5. Assuming Verisign's legal tactics fail them, they're under legal requirement to comply. Failure to comply, in the court's view, would be a serious mistake with potentially significant consequences for the Verisign officers. Operational question here would be what constitutes "all due speed" in applying a remedy.
   

Stay tuned folks, some interesting viewing coming up regarding this.

Re:Now we wait and see...

[Sangui5 (12317)]

although I think the only level up from Federal would be the Supreme Court

There is a Federal Appeals Circuit between the usual federal courts and the Supremes. If Verisign is so inclined, the appeals court would probably take their complaint under consideration, but would (probably) get back within a day or so saying "no". In general, appeals courts don't like to deal with temporary things. Verisign can still use such a strategy to buy a little time, but it's really only enough for them to figure out a way to buy yet more time.

The Message

[beldraen (94534)]

3 October 2003

Via E-mail and U.S. Mail

Russell Lewis
Executive Vice President, General Manager
VeriSign Naming and Directory Services
21345 Ridgetop Circle LS2-3-2
Dulles, VA 20166-6503

Re: Deployment of SiteFinder Service

Dear Rusty:

This letter is further to the advisory posted by ICANN on 19 September 2003 regarding the changes to the operation of the .com and .net Top Level Domains announced by VeriSign on 15 September 2003, and in response to your letter of 21 September 2003. These changes involved the introduction (for the first time in the .com and .net domains) of a so-called "wildcard" mechanism that changes the expected error response for Internet traffic that would otherwise have resulted in a "no domain" response, and redirects that traffic to a VeriSign-operated webpage with links to alternative choices and to a search engine.

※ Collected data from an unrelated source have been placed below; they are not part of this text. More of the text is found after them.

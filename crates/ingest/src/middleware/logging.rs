//! Logging initialization and configuration.

use tracing_subscriber::{
    fmt::{self, format::FmtSpan},
    layer::SubscriberExt,
    util::{SubscriberInitExt, TryInitError},
    EnvFilter,
};

use crate::config::LoggingConfig;

/// Installs the global subscriber. `RUST_LOG` wins over `logging.level`.
///
/// `format = "json"` emits one JSON object per event for log shipping;
/// `"compact"` and anything else fall back to human-readable output.
pub fn init_logging(config: &LoggingConfig) -> Result<(), TryInitError> {
    let env_filter =
        EnvFilter::try_from_default_env().unwrap_or_else(|_| EnvFilter::new(&config.level));

    let subscriber = tracing_subscriber::registry().with(env_filter);

    match config.format.as_str() {
        "json" => subscriber
            .with(
                fmt::layer()
                    .json()
                    .with_span_events(FmtSpan::CLOSE)
                    .with_current_span(true)
                    .with_target(true),
            )
            .try_init(),
        "compact" => subscriber
            .with(fmt::layer().compact().with_target(false))
            .try_init(),
        _ => subscriber
            .with(
                fmt::layer()
                    .pretty()
                    .with_span_events(FmtSpan::CLOSE)
                    .with_target(true),
            )
            .try_init(),
    }
}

Because of numerous indications that these unannounced changes have had very significant impacts on a wide range of Internet users and applications, ICANN on 19 September 2003 asked VeriSign to voluntarily suspend these changes, and return to the previous behavior of .com and .net, until more information could be gathered on the impact of these changes. On 21 September 2003, VeriSign refused to honor that request. In the time since then, ICANN has had further opportunity to consider the technical and practical consequences of these changes, and to evaluate whether these unilateral actions by VeriSign were consistent with its contractual obligations to ICANN.

Based on the information currently available to us, it appears that these changes have had a substantial adverse effect on the core operation of the DNS, on the stability of the Internet, and on the relevant domains, and may have additional adverse effects in the future. These effects appear to be significant, including effects on web browsing, certain email services and applications, sequenced lookup services and a pervasive problem of incompatibility with other established protocols. In addition, the responses of various persons and entities to the changes made by VeriSign may themselves adversely affect the continued effective functioning of the Internet, the DNS and the .com and .net domains. Under these circumstances, the only prudent course of action consistent with ICANN's coordination mission is to insist that VeriSign suspend these changes pending further evaluation and study, including (but certainly not limited to) the public meeting already scheduled by ICANN's Security and Stability Advisory Committee on 7 October in Washington, D.C.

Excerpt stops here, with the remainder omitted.